Putusan MK soal Usia Capres-Cawapres Dinilai Merusak Demokrasi, Menyuburkan Nepotisme
Gedung Mahkamah Konstitusi (ANTARA)

Bagikan:

JAKARTA - Direktur Eksekutif Indonesia Political Opinion (IPO) Dedi Kurnia Syah, menyoroti sidang dugaan pelanggaran kode etik oleh Majelis Kehormatan Mahkamah Konstitusi (MKMK) terhadap Ketua MK Anwar Usman.

Dedi menilai, kehidupan demokrasi memang tengah berada di ujung tanduk usai putusan Mahkamah Konstitusi (MK) terkait batas minimal usia capres-cawapres.

"Demokrasi tentu terganggu, lahirnya politik dinasti, suburnya nepotisme," ujar Dedi Kurnia dalam keterangannya di Jakarta, Jumat, 3 November.

Menurut Dedi, putusan MK terhadap gugatan batas usia capres cawapres paling rendah 40 tahun kecuali pernah menjabat jabatan di pemilu, termasuk kepala daerah membuka jalan bagi tumbuh suburnya nepotisme. Lebih parah lagi, kata Dedi, MK dinilai telah merusak tatanan bernegara.

"Soal imbas putusan itu yang membuka potensi nepotisme, itu hanya bagian kecil, bagian besarnya adalah MK telah merusak tatanan yudikatif. Kerusakan ini bukan soal politik, tetapi tatanan negara ikut keropos," jelasnya.

Dedi berpandangan, Ketua MK Anwar Usman layak dicopot dari jabatannya dan diproses hukum. Hal ini berdasarkan beberapa argumen yang menunjukkan pelanggaran krusial dalam putusan MK tersebut.

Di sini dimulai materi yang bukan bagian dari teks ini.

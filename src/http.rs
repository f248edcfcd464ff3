// This Source Code Form is subject to the terms of the Mozilla Public
// License, v. 2.0. If a copy of the MPL was not distributed with this
// file, You can obtain one at https://mozilla.org/MPL/2.0/.

use async_trait::async_trait;
use bytes::Bytes;
use futures::{Stream, StreamExt};
use std::pin::Pin;
use tracing::debug;
use url::Url;

use crate::error::RequestError;

/// Upper bound on redirect hops before a request is abandoned
pub const MAX_REDIRECTS: usize = 20;

/// A streaming response body
pub type ByteStream = Pin<Box<dyn Stream<Item = Result<Bytes, reqwest::Error>> + Send>>;

/// HTTP response with status, redirect target, content length, and body stream
pub struct HttpResponse {
    /// HTTP status code
    pub status: u16,
    /// Raw `Location` header, present on redirects
    pub location: Option<String>,
    /// Content-Length header value, if present
    pub content_length: Option<u64>,
    /// Response body as a stream of bytes
    pub body: ByteStream,
}

impl HttpResponse {
    pub fn is_success(&self) -> bool {
        (200..300).contains(&self.status)
    }

    pub fn is_redirect(&self) -> bool {
        matches!(self.status, 301 | 302 | 303 | 307 | 308)
    }

    /// Drain the body into memory
    pub async fn collect(self) -> Result<Bytes, reqwest::Error> {
        let mut buffer = Vec::new();
        let mut stream = self.body;
        while let Some(chunk) = stream.next().await {
            buffer.extend_from_slice(&chunk?);
        }
        Ok(Bytes::from(buffer))
    }
}

/// HTTP client abstraction for feed, asset and artwork retrieval.
///
/// Implementations must NOT follow redirects themselves; callers inspect
/// [`HttpResponse::location`] and decide.
#[async_trait]
pub trait HttpClient: Send + Sync {
    /// Issue a GET and return the response head plus a body stream
    async fn get_stream(&self, url: &str) -> Result<HttpResponse, reqwest::Error>;
}

/// Default HTTP client implementation using reqwest
#[derive(Clone)]
pub struct ReqwestClient {
    client: reqwest::Client,
}

impl ReqwestClient {
    /// Create a client with redirect following disabled
    pub fn new() -> Result<Self, reqwest::Error> {
        let client = reqwest::Client::builder()
            .redirect(reqwest::redirect::Policy::none())
            .user_agent(concat!("podstation/", env!("CARGO_PKG_VERSION")))
            .build()?;
        Ok(Self { client })
    }

    /// Create a new ReqwestClient with a custom reqwest::Client
    pub fn with_client(client: reqwest::Client) -> Self {
        Self { client }
    }
}

#[async_trait]
impl HttpClient for ReqwestClient {
    async fn get_stream(&self, url: &str) -> Result<HttpResponse, reqwest::Error> {
        let response = self.client.get(url).send().await?;
        let status = response.status().as_u16();
        let content_length = response.content_length();
        let location = response
            .headers()
            .get(reqwest::header::LOCATION)
            .and_then(|value| value.to_str().ok())
            .map(String::from);

        let body: ByteStream = Box::pin(response.bytes_stream());

        Ok(HttpResponse {
            status,
            location,
            content_length,
            body,
        })
    }
}

/// GET `url`, walking 301/302/303/307/308 responses until a non-redirect
/// answer. Relative `Location` values resolve against the current URL.
///
/// The walk stops after [`MAX_REDIRECTS`] hops with
/// [`RequestError::TooManyRedirects`] instead of following an unbounded
/// chain.
pub async fn get_following_redirects<C: HttpClient + ?Sized>(
    client: &C,
    url: &Url,
) -> Result<(Url, HttpResponse), RequestError> {
    let mut current = url.clone();

    for hop in 0..=MAX_REDIRECTS {
        let response = client
            .get_stream(current.as_str())
            .await
            .map_err(|e| RequestError::Send {
                url: current.to_string(),
                source: e,
            })?;

        if !response.is_redirect() {
            return Ok((current, response));
        }

        let next = response
            .location
            .as_deref()
            .and_then(|location| current.join(location).ok())
            .ok_or_else(|| RequestError::BadRedirect {
                url: current.to_string(),
            })?;
        debug!(from = %current, to = %next, hop, "following redirect");
        current = next;
    }

    Err(RequestError::TooManyRedirects {
        url: url.to_string(),
        hops: MAX_REDIRECTS,
    })
}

Pertama, kata Dedi, hakim yang memiliki relasi langsung dengan materi gugatan, seharusnya tidak ikut dalam merumuskan putusan. Kedua, MK tidak memiliki wewenang mengubah, menambah maupun mengurangi naskah UU.

MK, tambahnya, hanya bisa membatalkan UU dan mengembalikan keputusan hukum ke DPR RI.

"Sehingga MK layak disebut merusak konstitusi, bahkan hakim yang ikut mengubah UU layak disebut kriminal," pungkas Dedi.

Diketahui, Ketua MKMK Jimly Asshiddiqie menyebutkan, bukti-bukti yang dibutuhkan MKMK dalam mengungkap kasus dugaan pelanggaran etik dan perilaku hakim sudah lengkap.

"Itu kan sudah saya bilang waktu di sidang. Kami sebenarnya sudah lengkap, bukti-bukti sudah lengkap," ucap Jimly.

Meski demikian, kata Jimly, Majelis Kehormatan tetap harus mengadakan sidang, meski bukti-bukti sudah lengkap.

Ia menjelaskan, tidak menutup kemungkinan ada temuan-temuan baru terkait dengan dugaan pelanggaran etik berkenaan putusan 90/PUU-XXI/2023 tentang syarat batas minimal usia capres-cawapres.